Monday, October 12, 2015

Here we are again

So here we are.  It has been a tough couple of weeks and I got a bit down last week.  I try not to because it makes things harder for us all.  I haven't been able to help as much since I have been sick.  But tomorrow is my procedure and hopefully the doctors will figure some things out and I will be back to work, helping Dan again.  He is a lot weaker, has a really hard time talking because he is out of air, and is using more tube feeding than ever.  He uses the tube twice a day and has a milkshake for breakfast.  He loves that part! :)  By the time I get done it is about 1100 calories which is still only half of what they want him to take in.  But I add Carnation instant breakfast, a protein drink, milk and then a lot of ice cream.  He really enjoys it.  I think he misses a regular breakfast but most things won't go down.  He just chokes and chokes.  It is really hard.  A couple of nights ago it sounded like he stopped breathing.  There was a couple of minutes there where I thought he was gone.  It scared me at first and then when we woke up the next morning and he was crying because he hurt so bad I realized that it would be a good thing for him not to have to hurt any more.  I hate that he is in pain and he hurts so bad some days that he shakes with it.  It is so hard, because I am trying as fast as I can to get his pain medicine in but it just doesn't seem fast enough.  So we are having out ups and downs, as usual.  By noon every day he is exhausted  and his speech is really airy.  It is really hard for him to communicate.  Every one keeps looking at me like I know what he is saying but I have no ideal!!  Some times I can get a word here or there but these days he gets frustrated with me but I really am doing the best I can.  I am home from having my procedure done and barely awake and he is already wanting me to get things done for him.  Sheesh!

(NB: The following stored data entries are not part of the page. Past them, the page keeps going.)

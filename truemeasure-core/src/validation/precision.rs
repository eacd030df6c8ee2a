//! Precision Validator
//!
//! First validator in the registry: numeric sanity plus a precision score
//! derived from the measurement's motion-derived confidence. A value that
//! is not even a finite number can short-circuit everything downstream
//! with a critical fault; beyond that, precision tracks how much the
//! compensation chain trusted its own correction.

use crate::validation::{FaultSeverity, ValidationInput, ValidatorVerdict};

/// Reported as the fault source
const SOURCE: &str = "precision";

/// Numeric sanity and confidence-derived precision scoring
#[derive(Debug, Clone, Default)]
pub struct PrecisionValidator;

impl PrecisionValidator {
    /// Create the validator
    pub fn new() -> Self {
        Self
    }

    /// Check one measurement
    ///
    /// Precision maps confidence through `0.5 + 0.5 x confidence`: full
    /// confidence scores 1.0, zero confidence bottoms out at 0.5 so that
    /// low motion trust alone degrades - but does not obliterate - the
    /// aggregate score the way a hard fault does.
    pub fn check(&self, input: &ValidationInput<'_>) -> ValidatorVerdict {
        if !input.value.is_finite() {
            let mut verdict = ValidatorVerdict::clean(0.0);
            verdict.fault(
                SOURCE,
                FaultSeverity::Critical,
                "measurement value is not a finite number",
                0.0,
            );
            return verdict;
        }

        let confidence = input.confidence.as_float();
        let mut verdict = ValidatorVerdict::clean(0.5 + 0.5 * confidence);

        if input.confidence.is_critical() {
            verdict.warn(
                SOURCE,
                "motion confidence critically low",
                verdict.precision,
            );
        }

        verdict
    }
}

#[cfg(test)]
mod tests {
    use super::*;
    use crate::confidence::Confidence;
    use crate::measurement::MeasurementKind;

    fn input(value: f32, confidence: f32) -> ValidationInput<'static> {
        ValidationInput {
            kind: MeasurementKind::Distance,
            value,
            points: &[],
            confidence: Confidence::from_float(confidence),
            timestamp: 1000,
        }
    }

    #[test]
    fn full_confidence_scores_full_precision() {
        let verdict = PrecisionValidator::new().check(&input(2.0, 1.0));

        assert!(verdict.faults.is_empty());
        assert!((verdict.precision - 1.0).abs() < 0.01);
    }

    #[test]
    fn non_finite_value_is_critical() {
        let validator = PrecisionValidator::new();

        for bad in [f32::NAN, f32::INFINITY, f32::NEG_INFINITY] {
            let verdict = validator.check(&input(bad, 1.0));
            assert_eq!(verdict.precision, 0.0);
            assert_eq!(verdict.faults.len(), 1);
            assert_eq!(verdict.faults[0].severity, FaultSeverity::Critical);
        }
    }

    #[test]
    fn low_confidence_degrades_precision() {
        let validator = PrecisionValidator::new();

        let trusted = validator.check(&input(2.0, 0.95));
        let shaky = validator.check(&input(2.0, 0.4));

        assert!(trusted.precision > shaky.precision);
        assert!(shaky.precision >= 0.5);
    }

    #[test]
    fn critically_low_confidence_warns() {
        let verdict = PrecisionValidator::new().check(&input(2.0, 0.001));

        assert!(verdict.faults.is_empty());
        assert_eq!(verdict.warnings.len(), 1);
    }
}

I am so tired but that doesn't stop his needs.  I better get back to work!

Sunday, October 4, 2015

Not sure

When I first started this blog I had so much to say.  These days I have gotten so quiet.  You need to understand this is just not me.  I can go hours without saying a word in a room full of people.  As he gets quieter I am getting quieter too.  As I sat and watched General Conference today they spoke on the 3 apostles who had died and the strength they saw in two of their wives (one wife is already passed on).  I really stated thinking am I going to be that strong when it is Dan.  Am I going to truly be okay or am I going to be tired and bitter.  Will I spend all my time alone or will I get out and make friends, take a class, go to church? What am I going to be like? All I have ever been is Dan's wife.  I find myself getting so sad.  I started taking depression/stress medicine over a week ago.  I am not sure it is helping because I am so introspective today.  My biggest fear is will I feel like I didn't do something just right? Or if I had tried one more thing would it have worked? What about if I had talked him into going off those clinical trials would he have lived one more month/week/day? Will I have so much guilt that it will wipe me out? Or will my inner strength come thru and make me strong.  Will the strength that got me thru all those years of raising my kids while Dan worked crazy hours or while he was TDY or while he was out of town.  Will my faith sustain me? Will it make me whole? I am just not sure what will become of me or my family.  So I pray every day for courage and strength but will it be enough.  I don't know but as he gets sicker I pray harder.  I pray that I am making the right choices, that this is God's will, and that Dan is happy.  There is not much else I can do right now but pray it is enough.